Each one of these steps takes a high level of understanding about the Rare Earth chemistry and mineralogy. It requires high levels of technology, strong managerial competence and plenty of financial depth.

When I see the hype that has surfaced about Lynas and Molycorp, it seems ridiculous to believe that the new-design, new-build, new-process will work seamlessly. Somebody will just cut the ribbon on the front door of the factory and then start pouring ore into one end of a big, magic machine.

A lot of people in this world know how to drill an oil well, then refine and deliver refined products to the marketplace. But the Rare Earth business is different.
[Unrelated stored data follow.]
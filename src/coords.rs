//! Coordinate frames
//!
//! A [`CoordinateSystem`] is an origin plus an orthonormal basis given by its
//! view direction (`zdir`) and up direction (`updir`). Both the camera frame
//! and every scene object's placement are coordinate systems; navigation
//! commits camera frames onto scene objects wholesale (copy-coordinates
//! semantics, not incremental composition).

use glam::{Mat4, Vec3, Vec4};

/// An oriented frame in world space.
///
/// Invariant: `zdir` and `updir` are unit length and orthogonal. Callers
/// constructing frames by hand must supply orthogonal directions; all
/// mutation paths in this crate preserve the invariant.
#[derive(Debug, Clone, Copy, PartialEq)]
pub struct CoordinateSystem {
    origin: Vec3,
    zdir: Vec3,
    updir: Vec3,
}

impl Default for CoordinateSystem {
    fn default() -> Self {
        Self {
            origin: Vec3::ZERO,
            zdir: Vec3::Z,
            updir: Vec3::Y,
        }
    }
}

impl CoordinateSystem {
    pub fn new(origin: Vec3, zdir: Vec3, updir: Vec3) -> Self {
        Self {
            origin,
            zdir: zdir.normalize_or_zero(),
            updir: updir.normalize_or_zero(),
        }
    }

    pub fn origin(&self) -> Vec3 {
        self.origin
    }

    /// View/forward direction
    pub fn zdir(&self) -> Vec3 {
        self.zdir
    }

    /// Up direction
    pub fn updir(&self) -> Vec3 {
        self.updir
    }

    /// Right direction, completing the basis
    pub fn right(&self) -> Vec3 {
        self.zdir.cross(self.updir)
    }

    pub fn set_origin(&mut self, origin: Vec3) {
        self.origin = origin;
    }

    pub fn set_orientation(&mut self, zdir: Vec3, updir: Vec3) {
        self.zdir = zdir.normalize_or_zero();
        self.updir = updir.normalize_or_zero();
    }

    /// Matrix taking world coordinates into this frame's local coordinates
    pub fn to_local(&self) -> Mat4 {
        let r = self.right();
        let u = self.updir;
        let z = self.zdir;
        let o = self.origin;
        Mat4::from_cols(
            Vec4::new(r.x, u.x, z.x, 0.0),
            Vec4::new(r.y, u.y, z.y, 0.0),
            Vec4::new(r.z, u.z, z.z, 0.0),
            Vec4::new(-r.dot(o), -u.dot(o), -z.dot(o), 1.0),
        )
    }

    /// Matrix taking local coordinates of this frame into world coordinates
    pub fn from_local(&self) -> Mat4 {
        let r = self.right();
        Mat4::from_cols(
            r.extend(0.0),
            self.updir.extend(0.0),
            self.zdir.extend(0.0),
            self.origin.extend(1.0),
        )
    }

    /// Apply a rigid transform to the whole frame
    pub fn transform_coordinates(&mut self, m: &Mat4) {
        self.origin = m.transform_point3(self.origin);
        self.zdir = m.transform_vector3(self.zdir).normalize_or_zero();
        self.updir = m.transform_vector3(self.updir).normalize_or_zero();
    }

    /// Apply a transform to the origin only, leaving orientation unchanged
    pub fn transform_origin(&mut self, m: &Mat4) {
        self.origin = m.transform_point3(self.origin);
    }
}

#[cfg(test)]
mod tests {
    use super::*;
    use approx::assert_relative_eq;

    #[test]
    fn test_local_round_trip() {
        let coords = CoordinateSystem::new(
            Vec3::new(1.0, 2.0, 3.0),
            Vec3::new(0.0, 0.0, -1.0),
            Vec3::Y,
        );
        let m = coords.from_local() * coords.to_local();
        let p = Vec3::new(-4.0, 5.0, 0.5);
        let q = m.transform_point3(p);
        assert_relative_eq!(q.x, p.x, epsilon = 1e-5);
        assert_relative_eq!(q.y, p.y, epsilon = 1e-5);
        assert_relative_eq!(q.z, p.z, epsilon = 1e-5);
    }

    #[test]
    fn test_to_local_maps_frame_to_identity() {
        let coords = CoordinateSystem::new(Vec3::new(5.0, 0.0, 0.0), Vec3::X, Vec3::Z);
        let local_origin = coords.to_local().transform_point3(coords.origin());
        assert_relative_eq!(local_origin.length(), 0.0, epsilon = 1e-6);

        // One unit along zdir lands at local (0, 0, 1)
        let p = coords.to_local().transform_point3(coords.origin() + coords.zdir());
        assert_relative_eq!(p.z, 1.0, epsilon = 1e-6);
        assert_relative_eq!(p.x, 0.0, epsilon = 1e-6);
    }

    #[test]
    fn test_rigid_transform_preserves_orthonormality() {
        let mut coords = CoordinateSystem::default();
        let m = Mat4::from_axis_angle(Vec3::new(1.0, 1.0, 0.3).normalize(), 1.1)
            * Mat4::from_translation(Vec3::new(3.0, -2.0, 7.0));
        coords.transform_coordinates(&m);
        assert_relative_eq!(coords.zdir().length(), 1.0, epsilon = 1e-5);
        assert_relative_eq!(coords.updir().length(), 1.0, epsilon = 1e-5);
        assert_relative_eq!(coords.zdir().dot(coords.updir()), 0.0, epsilon = 1e-5);
    }
}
It's relatively small, and the Chinese dominate 97% of it. Here in the West, we have to rebuild our intellectual capital in Rare Earths expertise, as well as new-build every facet of Rare Earths production – from mining to logistics to refining to end-product fabrication.

The Rare Earths business is not easy. The successful players will have to do many things right, with few glitches, and be really competent. At the same time, the early players stand to make a lot of money.

Keep a very close watch on this unique corner of the commodities markets.

Regards,

Byron King,
for The Daily Reckoning

Joel's Note: As Addison mentioned above, you can get your name on Byron's exclusive mailing list at a discounted rate right now...but only for a few more days. Byron has been a step ahead of the crowd on both the Rare Earth story and the increasingly precarious energy scenario in the Middle East...both situations that have handed his readers a bevy of opportunities to realize real, triple-digit profits. Get the full low down here.

Dots
Addison Wiggin's Apogee Advisory Presents...

Forget QE3 – America's Going Bust, on the Road to Bankrupt Hell

If America had a credit card, it would get mercilessly cut up and thrown back in her face.

The country's basically broke and isn't paying its debts. Harsh, but true.

All of that – and how it could affect your family and your retirement – is revealed in this urgent video report.

Don't wait, watch now.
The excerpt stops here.